“A informação chegou-nos cerca das 07:45”, através de “um popular que avistou o corpo”, disse à agência Lusa o comandante da Polícia Marítima e capitão do Porto de Sines, Manuel Sá Coutinho.

Segundo o comandante, o corpo apareceu “fora de água, nas rochas que se encontram junto à costa”, sensivelmente “a 1,5 quilómetros a sul” do local onde o menino havia desaparecido.

“A autoridade de Saúde já esteve no local, a confirmar o óbito, temos autorização do Ministério Público e o corpo vai ser removido pelos bombeiros para a morgue do Hospital do Litoral Alentejano”, no concelho de Santiago do Cacém, indicou a fonte.
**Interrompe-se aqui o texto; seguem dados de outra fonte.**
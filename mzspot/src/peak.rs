//! Per-file peak records.
//!
//! A [`ChromatogramPeakFeature`] is produced by upstream peak picking and is
//! read-only here except for its annotation fields. Alignment wraps each one
//! in an [`AlignmentChromPeakFeature`] which remembers the file it came from
//! and whether it was reconstructed by gap filling.
use mzpeaks::{prelude::*, CentroidPeak};

use crate::chrom::{ChromXType, ChromXs};
use crate::matching::{MsScanMatchResult, NOT_APPLICABLE};
use crate::retention_index::RetentionIndexCalibration;

/// The `peak_id` of a slot with no detected peak
pub const GAP_PEAK_ID: i64 = -1;

/// One sample point of a reconstructed ion chromatogram
#[derive(Debug, Clone, Copy, PartialEq)]
#[cfg_attr(feature = "serde", derive(serde::Serialize, serde::Deserialize))]
pub struct ChromatogramPeak {
    /// The index of the scan this point was read from
    pub id: usize,
    pub chrom_value: f64,
    pub mz: f64,
    pub intensity: f64,
}

impl ChromatogramPeak {
    pub fn new(id: usize, chrom_value: f64, mz: f64, intensity: f64) -> Self {
        Self {
            id,
            chrom_value,
            mz,
            intensity,
        }
    }
}

/// One detected peak within one file
#[derive(Debug, Clone, PartialEq)]
#[cfg_attr(feature = "serde", derive(serde::Serialize, serde::Deserialize))]
#[cfg_attr(feature = "serde", serde(default))]
pub struct ChromatogramPeakFeature {
    pub peak_id: i64,

    pub chrom_left: ChromXs,
    pub chrom_top: ChromXs,
    pub chrom_right: ChromXs,

    pub height_left: f64,
    pub height_top: f64,
    pub height_right: f64,

    pub area_above_zero: f64,
    pub area_above_baseline: f64,

    pub signal_to_noise: f64,
    pub estimated_noise: f64,
    pub symmetry: f64,
    pub gaussian_similarity: f64,
    pub sharpness: f64,

    /// The precursor or apex m/z
    pub mass: f64,
    /// The m/z used to quantify a GC-MS peak
    pub quant_mass: f64,

    pub ms1_raw_scan_id: Option<usize>,
    pub ms2_raw_scan_id: Option<usize>,

    /// The deconvoluted EI spectrum (GC) or the MS/MS spectrum (LC)
    pub spectrum: Vec<CentroidPeak>,

    pub ccs: Option<f64>,
    /// Isotope abundances relative to the monoisotopic peak, M+0 first
    pub isotope_abundances: Vec<f64>,
    /// The isotope position of this peak in its envelope, 0 is monoisotopic
    pub isotope_weight_number: usize,

    pub msp_match: Option<MsScanMatchResult>,
    pub textdb_match: Option<MsScanMatchResult>,

    pub name: String,
    pub formula: String,
    pub ontology: String,
    pub inchikey: String,
}

impl Default for ChromatogramPeakFeature {
    fn default() -> Self {
        Self {
            peak_id: GAP_PEAK_ID,
            chrom_left: ChromXs::default(),
            chrom_top: ChromXs::default(),
            chrom_right: ChromXs::default(),
            height_left: 0.0,
            height_top: 0.0,
            height_right: 0.0,
            area_above_zero: 0.0,
            area_above_baseline: 0.0,
            signal_to_noise: 0.0,
            estimated_noise: 0.0,
            symmetry: 0.0,
            gaussian_similarity: 0.0,
            sharpness: 0.0,
            mass: 0.0,
            quant_mass: 0.0,
            ms1_raw_scan_id: None,
            ms2_raw_scan_id: None,
            spectrum: Vec::new(),
            ccs: None,
            isotope_abundances: Vec::new(),
            isotope_weight_number: 0,
            msp_match: None,
            textdb_match: None,
            name: String::new(),
            formula: String::new(),
            ontology: String::new(),
            inchikey: String::new(),
        }
    }
}

impl ChromatogramPeakFeature {
    /// Create a detected peak with a triangular shape spanning `left..right`
    /// along the retention time axis.
    pub fn new(peak_id: i64, rt_left: f64, rt_top: f64, rt_right: f64, mass: f64, height: f64) -> Self {
        Self {
            peak_id,
            chrom_left: ChromXs::from_rt(rt_left),
            chrom_top: ChromXs::from_rt(rt_top),
            chrom_right: ChromXs::from_rt(rt_right),
            height_top: height,
            area_above_zero: height * (rt_right - rt_left) / 2.0,
            area_above_baseline: height * (rt_right - rt_left) / 2.0,
            mass,
            quant_mass: mass,
            ..Default::default()
        }
    }

    pub fn with_spectrum(mut self, spectrum: Vec<CentroidPeak>) -> Self {
        self.spectrum = spectrum;
        self
    }

    pub fn with_quant_mass(mut self, quant_mass: f64) -> Self {
        self.quant_mass = quant_mass;
        self
    }

    pub fn is_gap(&self) -> bool {
        self.peak_id < 0
    }

    /// The apex value along `axis`, if present
    pub fn apex(&self, axis: ChromXType) -> Option<f64> {
        self.chrom_top.value(axis)
    }

    /// The width of the peak along `axis`, `0` if either edge is missing
    pub fn width(&self, axis: ChromXType) -> f64 {
        match (self.chrom_left.value(axis), self.chrom_right.value(axis)) {
            (Some(left), Some(right)) => (right - left).abs(),
            _ => 0.0,
        }
    }

    /// Set the main axis of every position at once. Positions lacking the axis
    /// are left unchanged and `false` is returned.
    pub fn set_main_type(&mut self, axis: ChromXType) -> bool {
        let a = self.chrom_left.set_main_type(axis);
        let b = self.chrom_top.set_main_type(axis);
        let c = self.chrom_right.set_main_type(axis);
        a && b && c
    }

    /// The m/z of the most intense peak in the spectrum
    pub fn base_peak_mz(&self) -> Option<f64> {
        self.spectrum
            .iter()
            .filter(|p| p.intensity() > 0.0)
            .max_by(|a, b| a.intensity().total_cmp(&b.intensity()))
            .map(|p| p.mz())
    }

    /// The annotation result that identifies this peak, preferring the
    /// spectral library over the text database.
    pub fn best_match(&self) -> Option<&MsScanMatchResult> {
        self.msp_match
            .as_ref()
            .filter(|m| m.is_identified())
            .or_else(|| self.textdb_match.as_ref().filter(|m| m.is_identified()))
    }

    pub fn is_identified(&self) -> bool {
        self.best_match().is_some()
    }

    pub fn is_msms_identified(&self) -> bool {
        self.msp_match
            .as_ref()
            .map(|m| m.is_msms_identified())
            .unwrap_or_default()
    }

    pub fn msp_total_score(&self) -> f64 {
        self.msp_match
            .as_ref()
            .map(|m| m.total_score)
            .unwrap_or(NOT_APPLICABLE)
    }

    pub fn textdb_total_score(&self) -> f64 {
        self.textdb_match
            .as_ref()
            .map(|m| m.total_score)
            .unwrap_or(NOT_APPLICABLE)
    }
}

/// One file's slot in an alignment spot
#[derive(Debug, Clone, PartialEq)]
#[cfg_attr(feature = "serde", derive(serde::Serialize, serde::Deserialize))]
pub struct AlignmentChromPeakFeature {
    pub file_id: usize,
    pub file_name: String,
    pub is_gap_filled: bool,
    pub feature: ChromatogramPeakFeature,
}

impl AlignmentChromPeakFeature {
    pub fn from_feature(file: &AnalysisFile, feature: ChromatogramPeakFeature) -> Self {
        Self {
            file_id: file.id,
            file_name: file.name.clone(),
            is_gap_filled: false,
            feature,
        }
    }

    /// An empty slot for `file` carrying the gap sentinel
    pub fn gap(file: &AnalysisFile) -> Self {
        Self::from_feature(file, ChromatogramPeakFeature::default())
    }

    pub fn peak_id(&self) -> i64 {
        self.feature.peak_id
    }

    /// Whether this slot had no detected peak, even if it has since been gap filled
    pub fn is_gap(&self) -> bool {
        self.feature.is_gap()
    }

    pub fn height(&self) -> f64 {
        self.feature.height_top
    }
}

/// One input sample
#[derive(Debug, Clone, PartialEq)]
#[cfg_attr(feature = "serde", derive(serde::Serialize, serde::Deserialize))]
pub struct AnalysisFile {
    /// The position of this file in the input list
    pub id: usize,
    pub name: String,
    #[cfg_attr(feature = "serde", serde(default))]
    pub calibration: Option<RetentionIndexCalibration>,
}

impl AnalysisFile {
    pub fn new(id: usize, name: impl Into<String>) -> Self {
        Self {
            id,
            name: name.into(),
            calibration: None,
        }
    }

    pub fn with_calibration(mut self, calibration: RetentionIndexCalibration) -> Self {
        self.calibration = Some(calibration);
        self
    }
}

#[cfg(test)]
mod test {
    use super::*;

    #[test]
    fn test_gap_slot() {
        let file = AnalysisFile::new(2, "sample_c");
        let slot = AlignmentChromPeakFeature::gap(&file);
        assert!(slot.is_gap());
        assert_eq!(slot.peak_id(), GAP_PEAK_ID);
        assert_eq!(slot.file_id, 2);
        assert!(!slot.is_gap_filled);
        assert_eq!(slot.height(), 0.0);
    }

    #[test]
    fn test_feature_geometry() {
        let feature = ChromatogramPeakFeature::new(0, 4.95, 5.0, 5.06, 300.1, 1000.0)
            .with_spectrum(vec![
                CentroidPeak::new(300.1, 100.0, 0),
                CentroidPeak::new(150.0, 500.0, 1),
            ]);
        assert!((feature.width(ChromXType::RT) - 0.11).abs() < 1e-9);
        assert_eq!(feature.width(ChromXType::RI), 0.0);
        assert_eq!(feature.apex(ChromXType::RT), Some(5.0));
        assert_eq!(feature.base_peak_mz(), Some(150.0));
        assert!(!feature.is_identified());
    }
}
No passado dia 21 deste mês, o menino, de 10 anos, estava na água, na praia, com o pai, que terá saído do mar e deixou de ver o filho, tendo o alerta para o desaparecimento do rapaz sido dado cerca das 16:30 desse dia.

As autoridades realizaram, então, buscas por mar, terra e ar para tentar encontrar o menino, com meios da Polícia Marítima, dos bombeiros, GNR e Força Aérea, sem resultados, até hoje.

O Gabinete de Psicologia da Polícia Marítima disponibilizou-se para prestar apoio psicológico aos familiares do menino.

Trinta e seis pessoas morreram afogadas entre 01 de janeiro e 01 de maio deste ano, metade das quais no mar, segundo os dados divulgados pelo Observatório do Afogamento, da Federação Portuguesa de Nadadores-Salvadores.

De acordo com o Observatório, nenhum dos locais onde as 36 pessoas morreram - 28 homens e oito mulheres - tinha vigilância.

A Polícia Marítima e militares da Marinha reforçaram no início do mês a presença nas praias, alertando para os riscos das condições do mar.